Record set:
※

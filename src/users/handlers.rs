use std::num::NonZeroU32;

use axum::{
    extract::{Path, Query, State},
    http::StatusCode,
    routing::get,
    Json, Router,
};
use tracing::{info, instrument, warn};

use super::dto::{PageQuery, PublicUser, SignupRequest, UpdateUserRequest};
use super::User;
use crate::auth::{current_user, AuthUser};
use crate::error::AppError;
use crate::microposts::dto::MicropostView;
use crate::state::AppState;

pub fn routes() -> Router<AppState> {
    Router::new()
        .route("/users", get(index).post(create))
        .route("/users/:id", get(show).patch(update).delete(destroy))
        .route("/users/:id/following", get(following))
        .route("/users/:id/followers", get(followers))
        .route("/users/:id/microposts", get(microposts))
}

async fn find_user(state: &AppState, id: i64) -> Result<User, AppError> {
    User::find(&state.db, id)
        .await?
        .ok_or(AppError::NotFound("User not found"))
}

#[instrument(skip(state, payload))]
pub async fn create(
    State(state): State<AppState>,
    Json(payload): Json<SignupRequest>,
) -> Result<(StatusCode, Json<PublicUser>), AppError> {
    let user = User::create(
        &state.db,
        &payload.name,
        &payload.email,
        &payload.password,
        &payload.password_confirmation,
    )
    .await?;
    if user.is_new() {
        warn!(count = user.errors.len(), errors = ?user.errors.full_messages(), "signup rejected");
        return Err(AppError::Invalid(user.errors));
    }

    state.mailer.send_account_activation(&user).await?;
    info!(user_id = ?user.id(), "activation mail sent");
    Ok((StatusCode::CREATED, Json(PublicUser::from(&user))))
}

#[instrument(skip(state))]
pub async fn index(
    State(state): State<AppState>,
    _auth: AuthUser,
    Query(p): Query<PageQuery>,
) -> Result<Json<Vec<PublicUser>>, AppError> {
    let page = p.page.unwrap_or(NonZeroU32::MIN);
    let users = User::paginate(&state.db, page).await?;
    Ok(Json(users.iter().map(PublicUser::from).collect()))
}

#[instrument(skip(state))]
pub async fn show(
    State(state): State<AppState>,
    Path(id): Path<i64>,
) -> Result<Json<PublicUser>, AppError> {
    let user = find_user(&state, id).await?;
    Ok(Json(PublicUser::from(&user)))
}

#[instrument(skip(state, payload))]
pub async fn update(
    State(state): State<AppState>,
    AuthUser(user_id): AuthUser,
    Path(id): Path<i64>,
    Json(payload): Json<UpdateUserRequest>,
) -> Result<Json<PublicUser>, AppError> {
    if user_id != id {
        warn!(user_id, target = id, "profile edit of another user");
        return Err(AppError::Forbidden("Cannot edit another user"));
    }
    let mut user = find_user(&state, id).await?;
    if !user.update(&state.db, payload.into_attributes()).await? {
        return Err(AppError::Invalid(user.errors));
    }
    info!(user_id, "profile updated");
    Ok(Json(PublicUser::from(&user)))
}

#[instrument(skip(state))]
pub async fn destroy(
    State(state): State<AppState>,
    auth: AuthUser,
    Path(id): Path<i64>,
) -> Result<StatusCode, AppError> {
    let admin = current_user(&state.db, auth).await?;
    if !admin.admin {
        return Err(AppError::Forbidden("Admin only"));
    }
    if admin.id() == Some(id) {
        return Err(AppError::Forbidden("Cannot delete yourself"));
    }
    let user = find_user(&state, id).await?;
    user.destroy(&state.db).await?;
    info!(admin_id = ?admin.id(), user_id = id, "user deleted");
    Ok(StatusCode::NO_CONTENT)
}

#[instrument(skip(state))]
pub async fn following(
    State(state): State<AppState>,
    Path(id): Path<i64>,
) -> Result<Json<Vec<PublicUser>>, AppError> {
    let user = find_user(&state, id).await?;
    let users = user.following(&state.db).await?;
    Ok(Json(users.iter().map(PublicUser::from).collect()))
}

#[instrument(skip(state))]
pub async fn followers(
    State(state): State<AppState>,
    Path(id): Path<i64>,
) -> Result<Json<Vec<PublicUser>>, AppError> {
    let user = find_user(&state, id).await?;
    let users = user.followers(&state.db).await?;
    Ok(Json(users.iter().map(PublicUser::from).collect()))
}

#[instrument(skip(state))]
pub async fn microposts(
    State(state): State<AppState>,
    Path(id): Path<i64>,
) -> Result<Json<Vec<MicropostView>>, AppError> {
    let mut user = find_user(&state, id).await?;
    let posts = user.microposts(&state.db).await?;
    Ok(Json(posts.iter().map(MicropostView::from).collect()))
}

#[cfg(test)]
mod tests {
    use axum::http::StatusCode;
    use serde_json::{json, Value};

    use crate::app::testing::{activated_user, bearer, server, AUTH};
    use crate::datastore::Kind;
    use crate::state::testing::fake;
    use crate::users::{Column, User};

    #[tokio::test]
    async fn signup_creates_an_inactive_user_and_sends_activation_mail() {
        let fake = fake();
        let response = server(&fake)
            .post("/api/v1/users")
            .json(&json!({
                "name": "Example User",
                "email": "User@Example.com",
                "password": "password",
                "password_confirmation": "password"
            }))
            .await;

        response.assert_status(StatusCode::CREATED);
        let body: Value = response.json();
        assert_eq!(body["email"], "user@example.com");
        assert_eq!(body["activated"], false);
        assert_eq!(fake.store.count(Kind::Users), 1);

        let mail = fake.outbox.last().expect("activation mail");
        assert_eq!(mail.subject, "Account activation");
        assert_eq!(mail.to, vec!["user@example.com".to_string()]);
    }

    #[tokio::test]
    async fn invalid_signup_returns_field_errors() {
        let fake = fake();
        let response = server(&fake)
            .post("/api/v1/users")
            .json(&json!({
                "name": "",
                "email": "user@invalid",
                "password": "foo",
                "password_confirmation": "bar"
            }))
            .await;

        response.assert_status(StatusCode::UNPROCESSABLE_ENTITY);
        let body: Value = response.json();
        assert_eq!(body["errors"]["name"][0], "name can't be blank");
        assert_eq!(body["errors"]["email"][0], "email is invalid");
        assert_eq!(fake.store.count(Kind::Users), 0);
        assert!(fake.outbox.messages().is_empty());
    }

    #[tokio::test]
    async fn index_requires_login_and_pages() {
        let fake = fake();
        let (_, token) = activated_user(&fake, "Michael", "michael@example.com").await;
        let server = server(&fake);

        server
            .get("/api/v1/users")
            .await
            .assert_status(StatusCode::UNAUTHORIZED);

        let response = server
            .get("/api/v1/users")
            .add_query_param("page", 1)
            .add_header(AUTH, bearer(&token))
            .await;
        response.assert_status_ok();
        let users: Vec<Value> = response.json();
        assert_eq!(users.len(), 1);
        assert_eq!(users[0]["name"], "Michael");
    }

    #[tokio::test]
    async fn show_returns_404_for_unknown_users() {
        let fake = fake();
        server(&fake)
            .get("/api/v1/users/999")
            .await
            .assert_status_not_found();
    }

    #[tokio::test]
    async fn update_only_by_the_user_themself() {
        let fake = fake();
        let (michael, token) = activated_user(&fake, "Michael", "michael@example.com").await;
        let (archer, _) = activated_user(&fake, "Archer", "archer@example.com").await;
        let server = server(&fake);

        server
            .patch(&format!("/api/v1/users/{}", archer.id().unwrap()))
            .add_header(AUTH, bearer(&token))
            .json(&json!({ "name": "Hacked" }))
            .await
            .assert_status(StatusCode::FORBIDDEN);

        let response = server
            .patch(&format!("/api/v1/users/{}", michael.id().unwrap()))
            .add_header(AUTH, bearer(&token))
            .json(&json!({ "name": "Foo Bar", "password": "", "password_confirmation": "" }))
            .await;
        response.assert_status_ok();
        let body: Value = response.json();
        assert_eq!(body["name"], "Foo Bar");
    }

    #[tokio::test]
    async fn invalid_update_is_rejected() {
        let fake = fake();
        let (michael, token) = activated_user(&fake, "Michael", "michael@example.com").await;

        let response = server(&fake)
            .patch(&format!("/api/v1/users/{}", michael.id().unwrap()))
            .add_header(AUTH, bearer(&token))
            .json(&json!({ "email": "foo@invalid", "password": "foo", "password_confirmation": "bar" }))
            .await;
        response.assert_status(StatusCode::UNPROCESSABLE_ENTITY);

        let stored = User::find(&fake.state.db, michael.id().unwrap())
            .await
            .unwrap()
            .unwrap();
        assert_eq!(stored.email, "michael@example.com");
    }

    #[tokio::test]
    async fn only_admins_delete_other_users() {
        let fake = fake();
        let db = &fake.state.db;
        let (mut admin, admin_token) = activated_user(&fake, "Admin", "admin@example.com").await;
        admin.update_attribute(db, Column::Admin(true)).await.unwrap();
        let (archer, archer_token) = activated_user(&fake, "Archer", "archer@example.com").await;
        let server = server(&fake);

        server
            .delete(&format!("/api/v1/users/{}", admin.id().unwrap()))
            .add_header(AUTH, bearer(&archer_token))
            .await
            .assert_status(StatusCode::FORBIDDEN);
        server
            .delete(&format!("/api/v1/users/{}", admin.id().unwrap()))
            .add_header(AUTH, bearer(&admin_token))
            .await
            .assert_status(StatusCode::FORBIDDEN);

        server
            .delete(&format!("/api/v1/users/{}", archer.id().unwrap()))
            .add_header(AUTH, bearer(&admin_token))
            .await
            .assert_status(StatusCode::NO_CONTENT);
        assert_eq!(fake.store.count(Kind::Users), 1);
        assert_eq!(fake.store.count(Kind::Emails), 1);
    }

    #[tokio::test]
    async fn following_followers_and_microposts_lists() {
        let fake = fake();
        let db = &fake.state.db;
        let (mut michael, _) = activated_user(&fake, "Michael", "michael@example.com").await;
        let (archer, _) = activated_user(&fake, "Archer", "archer@example.com").await;
        michael.follow(db, &archer).await.unwrap();
        michael.create_micropost(db, "hello").await.unwrap();
        let server = server(&fake);

        let following: Vec<Value> = server
            .get(&format!("/api/v1/users/{}/following", michael.id().unwrap()))
            .await
            .json();
        assert_eq!(following.len(), 1);
        assert_eq!(following[0]["name"], "Archer");

        let followers: Vec<Value> = server
            .get(&format!("/api/v1/users/{}/followers", archer.id().unwrap()))
            .await
            .json();
        assert_eq!(followers[0]["name"], "Michael");

        let posts: Vec<Value> = server
            .get(&format!("/api/v1/users/{}/microposts", michael.id().unwrap()))
            .await
            .json();
        assert_eq!(posts.len(), 1);
        assert_eq!(posts[0]["content"], "hello");
    }
}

※

Exercise directions: Could you copy each line in the listing above that includes the word "info"?

Solution to this problem:
use tracing::{info, instrument, warn};
    info!(user_id = ?user.id(), "activation mail sent");
    info!(user_id, "profile updated");
    info!(admin_id = ?admin.id(), user_id = id, "user deleted");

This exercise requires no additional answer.